Mungkin karena ia kemarin mengatakannya dengan malu-malu begitu aku jadi semakin begini.

Ah, benaran deh. Rona wajahnya itu lucu sekali. Baru kali ini aku melihatnya seperti itu.

"Yak."

Aku berhenti melangkah dan mendongak ke atas. Kudapati Jungkook yang sudah berada di lantai atas.

Dia duduk sambil menumpu pipi, membuat jembatan dari jemarinya lalu menempelkan dagunya disana.

Hipotesisku mengatakan ia pasti sudah lama disana.

"Bisakah lebih cepat? Aku sudah bosan melihatmu hitung-hitung anak tangga seperti itu."

"Kalau begitu menapa kau menemaniku?"

"Jangan geer. Aku tidak menemanimu."

Bola mataku memutar. "Ne, ne. Algesseubnida." (Iya, iya. Aku mengerti kok)

Aku kembali melangkah. Sesampainya di depan Jungkook, aku menyetop kakiku dan menendang sepatunya pelan.

"Kau menghalangi jalanku."

Kami saling bertatapan sebentar. Sekiranya sampai lima detik, ia baru berbicara.

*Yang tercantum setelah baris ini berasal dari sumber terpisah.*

//! Comparative charts for aggregated benchmark measurements.
//!
//! The renderer canonicalizes an [`Aggregated`](perfplot_core::Aggregated)
//! mapping, splits it into a metric family and a time family, and draws each
//! family as a grouped bar chart and as a line chart.
//!
//! # Overview
//!
//! - [`ChartRenderer`]: renders bar and line charts for one base name
//! - [`PlotConfig`]: output directory, image size and tick labels
//! - [`ChartPlan`]: backend-independent description of one chart
//! - [`ChartSink`]: drawing backend; [`PngSink`] writes PNG files
//! - [`format_value`]: annotation formatting

pub mod canonical;
mod config;
mod error;
pub mod format;
pub mod plan;
mod renderer;
mod sink;

pub use canonical::{canonicalize, validate};
pub use config::{DEFAULT_HEIGHT, DEFAULT_OUTPUT_DIR, DEFAULT_WIDTH, PlotConfig};
pub use error::RenderError;
pub use format::format_value;
pub use plan::{AxisScale, Bar, ChartMode, ChartPlan, Family, Series, build_plans};
pub use renderer::{ChartRenderer, RenderOutcome, artifact_file_name};
pub use sink::{ChartSink, PngSink};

"Hari ini kau pergi dengan siapa ke pesta itu?"

Sebelum menjawabnya kuangkat bahuku ringan, "entahlah. Aku belum memikirkannya."

"Benarkah? yak, kau tidak berniat pergi kesana bersama si bantet itu bukan?"

"Jimin? Bukankah kau akan marah jika aku pergi kesana dengannyaㅡ"

"Kenapa kau berpikir aku akan cemburu, haha. Pergi saja sana dengan Jimin pabo itu!" Potongnya memenggal perkataanku.

Dahiku mengerut, "neo gabjagi waegeurae?" (Kenapa kau tiba-tiba begini)

"Tidak. Memangnya aku kenapa? Berpasangan saja kau sana dengan Jimin, aku tak peduli. Lagian kau juga dekat dengannya, bukan."

"Dia temanku."

"Lebih dari itu," tentangnya.

Kerutan di dahiku kian mendalam. "Maksudmu?"

"Rasanya seperti.. kau jauh lebih mesra bersamanya ketika dibandingkan bersamaku."

"Astaga, ia itu temanku, Jungkook."

"Tapi faktanya kau membedakanku. Yak, padahal siapa disini suamimu?"

Bola mataku berotasi. Mulai lagi. Kejanggalan sikap Jungkook barusan membuatku kini memandangi lelaki itu sengit.

Aku mendengus, "jujur saja. Jeon Jungkook, apa kau cemburu?"

"Tidak. Ngapain aku cemburu."

"Baiklah. Kalau begitu," Kujeda kalimatku sejenak, lalu melipat tangan di depan dada. "tidak masalah jika seharian ini aku bersama Jimin, bukan?"

"Bentar, a-apa?"

"Bukankah barusan kau mengizinkanku untuk berpasangan dengan Jimin? Berarti secara tidak langsung kau memperbolehkanku untuk bersamanya, dong."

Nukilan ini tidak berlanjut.